= Beginning of Section =

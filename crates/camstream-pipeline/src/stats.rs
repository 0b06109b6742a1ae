//! 受信統計

use serde::Serialize;

use camstream_crypto::CryptoError;

use crate::error::FrameFailure;

/// パイプラインの累積カウンタ（終了時に JSON で出力する）
#[derive(Debug, Clone, Default, PartialEq, Eq, Serialize)]
pub struct PipelineStats {
    /// 受信したデータグラム数（不正なものを含む）
    pub datagrams: u64,
    /// トレーラーを持たない短すぎるデータグラム数
    pub malformed_datagrams: u64,
    /// 組み立てバッファに追加したペイロードの総バイト数
    pub payload_bytes: u64,
    /// 表示したフレーム数
    pub frames_presented: u64,
    pub oversized_frames: u64,
    pub invalid_length_frames: u64,
    pub padding_error_frames: u64,
    pub decode_failed_frames: u64,
}

impl PipelineStats {
    pub(crate) fn record_failure(&mut self, failure: &FrameFailure) {
        match failure {
            FrameFailure::TooLarge { .. } => self.oversized_frames += 1,
            FrameFailure::Cipher(CryptoError::InvalidCiphertextLength { .. }) => {
                self.invalid_length_frames += 1
            }
            FrameFailure::Cipher(_) => self.padding_error_frames += 1,
            FrameFailure::Decode => self.decode_failed_frames += 1,
        }
    }

    /// 表示せずに捨てたフレーム数
    pub fn frames_discarded(&self) -> u64 {
        self.oversized_frames
            + self.invalid_length_frames
            + self.padding_error_frames
            + self.decode_failed_frames
    }

    pub fn to_json(&self) -> String {
        // 数値フィールドだけなのでシリアライズは失敗しない
        serde_json::to_string(self).unwrap_or_default()
    }
}
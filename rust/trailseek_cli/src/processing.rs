use std::fs::File;
use std::io::{
    self,
    BufWriter,
    IsTerminal,
    Write,
};
use std::path::Path;
use std::time::Instant;

use tracing::{
    info,
    instrument,
};
use trailseek::{
    ElevationGrid,
    TrailReport,
    find_steepest_trails,
};

use crate::cli::OutputFormat;
use crate::config::Config;
use crate::errors::CliError;

const RESULTS_BANNER: &str = "=-=-=-=-=-=-=-=-=-=-=-=-=-=Results=-=-=-=-=-=-=-=-=-=-=-=-=-=";

/// Loads the grid, runs the search and writes the report.
#[instrument(skip(config))]
pub fn process_grid(grid_path: &Path, config: &Config) -> Result<(), CliError> {
    let st = Instant::now();
    let grid = ElevationGrid::from_path(grid_path)?;
    info!(
        "Loaded {}x{} grid from {} in {:?}",
        grid.rows(),
        grid.cols(),
        grid_path.display(),
        st.elapsed()
    );

    let options = config.resolve_options(io::stderr().is_terminal());
    let report = match config.resolve.threads {
        Some(threads) => {
            let pool = rayon::ThreadPoolBuilder::new()
                .num_threads(threads)
                .build()?;
            info!("Using a rayon pool with {} threads", threads);
            pool.install(|| find_steepest_trails(&grid, &options))?
        }
        None => find_steepest_trails(&grid, &options)?,
    };

    match &config.output.path {
        Some(path) => {
            let mut writer = BufWriter::new(File::create(path)?);
            write_report(&report, config, &mut writer)?;
            writer.flush()?;
            info!("Wrote results to {}", path.display());
        }
        None => {
            let stdout = io::stdout();
            let mut writer = stdout.lock();
            write_report(&report, config, &mut writer)?;
            writer.flush()?;
        }
    }

    info!("Processed time: {:?}", st.elapsed());
    Ok(())
}

fn write_report(
    report: &TrailReport,
    config: &Config,
    writer: &mut impl Write,
) -> Result<(), CliError> {
    match config.output.format {
        OutputFormat::Text => write_text(report, config.output.max_shown, writer)?,
        OutputFormat::Json => {
            serde_json::to_writer(&mut *writer, report)?;
            writeln!(writer)?;
        }
        OutputFormat::PrettyJson => {
            serde_json::to_writer_pretty(&mut *writer, report)?;
            writeln!(writer)?;
        }
    }
    Ok(())
}

/// Renders the report the way the original command line tool printed it,
/// one numbered line per qualifying path.
pub fn write_text(
    report: &TrailReport,
    max_shown: Option<usize>,
    writer: &mut impl Write,
) -> io::Result<()> {
    for line in report.summary_lines() {
        writeln!(writer, "{}", line)?;
    }
    writeln!(writer, "{}", RESULTS_BANNER)?;
    writeln!(writer, "{}", report.results_line())?;

    let shown = max_shown.unwrap_or(report.paths.len());
    for (idx, path) in report.paths.iter().take(shown).enumerate() {
        writeln!(writer, "{} {}", idx + 1, path)?;
    }
    if shown < report.paths.len() {
        writeln!(writer, "... {} more", report.paths.len() - shown)?;
    }
    Ok(())
}
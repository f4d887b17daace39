// --------------------------------------------------------------------------------
// Longest descending trail per vertex
// --------------------------------------------------------------------------------

use crate::dag::{
    DescentGraph,
    VertexIdx,
};
use crate::errors::{
    Result,
    TrailError,
};
use crate::grid::{
    CellId,
    Elevation,
};
use indicatif::{
    ParallelProgressIterator,
    ProgressBar,
    ProgressIterator,
    ProgressStyle,
};
use rayon::prelude::*;
use serde::Serialize;
use tracing::{
    debug,
    instrument,
};

/// Below this many sources the progress bar is not worth drawing.
const PROGRESS_MIN_SOURCES: usize = 10_000;

/// One cell of a trail.
#[derive(Debug, Clone, Copy, PartialEq, Eq, Serialize)]
pub struct TrailStep {
    pub id: CellId,
    pub value: Elevation,
}

/// A strictly descending sequence of adjacent cells. Never empty.
#[derive(Debug, Clone, PartialEq, Eq, Serialize)]
pub struct Trail {
    steps: Vec<TrailStep>,
}

impl Trail {
    pub fn steps(&self) -> &[TrailStep] {
        &self.steps
    }

    /// Number of cells in the trail.
    pub fn len(&self) -> usize {
        self.steps.len()
    }

    pub fn is_empty(&self) -> bool {
        self.steps.is_empty()
    }

    pub fn first(&self) -> &TrailStep {
        &self.steps[0]
    }

    pub fn last(&self) -> &TrailStep {
        &self.steps[self.steps.len() - 1]
    }

    /// Elevation difference between the first and last cell.
    pub fn elevation_drop(&self) -> u64 {
        self.first().value.abs_diff(self.last().value)
    }
}

/// Memoized result for a single vertex: the best trail starting there is
/// this vertex followed by the best trail of `next`.
#[derive(Debug, Clone, Copy, PartialEq, Eq)]
pub struct BestStep {
    /// Number of cells in the best trail starting at this vertex.
    pub len: usize,
    /// Last vertex of that trail.
    pub tail: VertexIdx,
    /// Chosen child, `None` for sinks.
    pub next: Option<VertexIdx>,
}

#[derive(Debug, Clone, Copy, Default)]
pub struct ResolveOptions {
    /// Materialize source trails on the rayon pool.
    pub parallel: bool,
    /// Draw a progress bar while materializing source trails.
    pub show_progress: bool,
}

/// Best descending trail for every vertex of a [`DescentGraph`].
///
/// The table is filled once, in reverse topological order, so every child is
/// resolved before any of its parents and each vertex is visited exactly
/// once. After construction the resolver is read-only and can be shared
/// across threads.
pub struct DescentResolver<'g> {
    graph: &'g DescentGraph,
    table: Vec<BestStep>,
}

impl<'g> DescentResolver<'g> {
    #[instrument(level = "debug", skip_all, fields(vertices = graph.num_vertices()))]
    pub fn new(graph: &'g DescentGraph) -> Result<Self> {
        let order = graph.topological_order()?;
        let mut table: Vec<Option<BestStep>> = vec![None; graph.num_vertices()];

        for &v in order.iter().rev() {
            let step = resolve_vertex(graph, &table, v)?;
            table[v] = Some(step);
        }

        let table = table
            .into_iter()
            .enumerate()
            .map(|(v, step)| {
                step.ok_or_else(|| {
                    TrailError::invariant(format!(
                        "vertex {} was never resolved",
                        graph.vertex(v).id
                    ))
                })
            })
            .collect::<Result<Vec<_>>>()?;

        debug!("Resolved {} vertices", table.len());
        Ok(Self { graph, table })
    }

    pub fn graph(&self) -> &'g DescentGraph {
        self.graph
    }

    pub fn best_step(&self, v: VertexIdx) -> &BestStep {
        &self.table[v]
    }

    /// Walks the memoized choices starting at `v`.
    pub fn best_trail(&self, v: VertexIdx) -> Trail {
        let mut steps = Vec::with_capacity(self.table[v].len);
        let mut current = Some(v);
        while let Some(idx) = current {
            let vertex = self.graph.vertex(idx);
            steps.push(TrailStep {
                id: vertex.id,
                value: vertex.value,
            });
            current = self.table[idx].next;
        }
        Trail { steps }
    }

    /// Best trail of every source vertex, in row-major source order.
    ///
    /// The parallel path collects in order, so both modes return the same
    /// sequence.
    #[instrument(level = "debug", skip_all, fields(parallel = options.parallel))]
    pub fn source_trails(&self, options: &ResolveOptions) -> Vec<Trail> {
        let sources: Vec<VertexIdx> = self.graph.sources().collect();
        let progress = if options.show_progress && sources.len() >= PROGRESS_MIN_SOURCES {
            let pb = ProgressBar::new(sources.len() as u64);
            if let Ok(style) = ProgressStyle::with_template(
                "{spinner:.green} [{elapsed_precise}] [{wide_bar:.cyan/blue}] {pos}/{len} ({eta})",
            ) {
                pb.set_style(style);
            }
            pb
        } else {
            ProgressBar::hidden()
        };

        let trails: Vec<Trail> = if options.parallel {
            sources
                .par_iter()
                .progress_with(progress.clone())
                .map(|&s| self.best_trail(s))
                .collect()
        } else {
            sources
                .iter()
                .progress_with(progress.clone())
                .map(|&s| self.best_trail(s))
                .collect()
        };
        progress.finish_and_clear();
        trails
    }
}

/// Picks the best continuation for `v` from its already resolved children.
///
/// A child replaces the current pick only if it is strictly better: longer,
/// or as long with a larger drop from `v`. Equal candidates therefore keep
/// the first one in edge (scan) order.
fn resolve_vertex(
    graph: &DescentGraph,
    table: &[Option<BestStep>],
    v: VertexIdx,
) -> Result<BestStep> {
    let value = graph.vertex(v).value;
    let mut best = BestStep {
        len: 1,
        tail: v,
        next: None,
    };
    let mut best_drop = 0u64;

    for child in graph.children(v) {
        let Some(child_step) = table[child] else {
            return Err(TrailError::invariant(format!(
                "child {} of {} resolved after its parent",
                graph.vertex(child).id,
                graph.vertex(v).id
            )));
        };
        let tail_value = graph.vertex(child_step.tail).value;
        if tail_value >= value {
            return Err(TrailError::invariant(format!(
                "trail from {} does not descend (ends at {})",
                graph.vertex(v).id,
                graph.vertex(child_step.tail).id
            )));
        }

        let len = child_step.len + 1;
        let drop = value.abs_diff(tail_value);
        if len > best.len || (len == best.len && drop > best_drop) {
            best = BestStep {
                len,
                tail: child_step.tail,
                next: Some(child),
            };
            best_drop = drop;
        }
    }

    Ok(best)
}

= End of Section =

Task statement
Set down precisely the lines above between the line holding "not worth drawing." and the line holding "pub fn len(&self)", inclusive, and nothing beyond them.

Completed task
/// Below this many sources the progress bar is not worth drawing.
const PROGRESS_MIN_SOURCES: usize = 10_000;

/// One cell of a trail.
#[derive(Debug, Clone, Copy, PartialEq, Eq, Serialize)]
pub struct TrailStep {
    pub id: CellId,
    pub value: Elevation,
}

/// A strictly descending sequence of adjacent cells. Never empty.
#[derive(Debug, Clone, PartialEq, Eq, Serialize)]
pub struct Trail {
    steps: Vec<TrailStep>,
}

impl Trail {
    pub fn steps(&self) -> &[TrailStep] {
        &self.steps
    }

    /// Number of cells in the trail.
    pub fn len(&self) -> usize {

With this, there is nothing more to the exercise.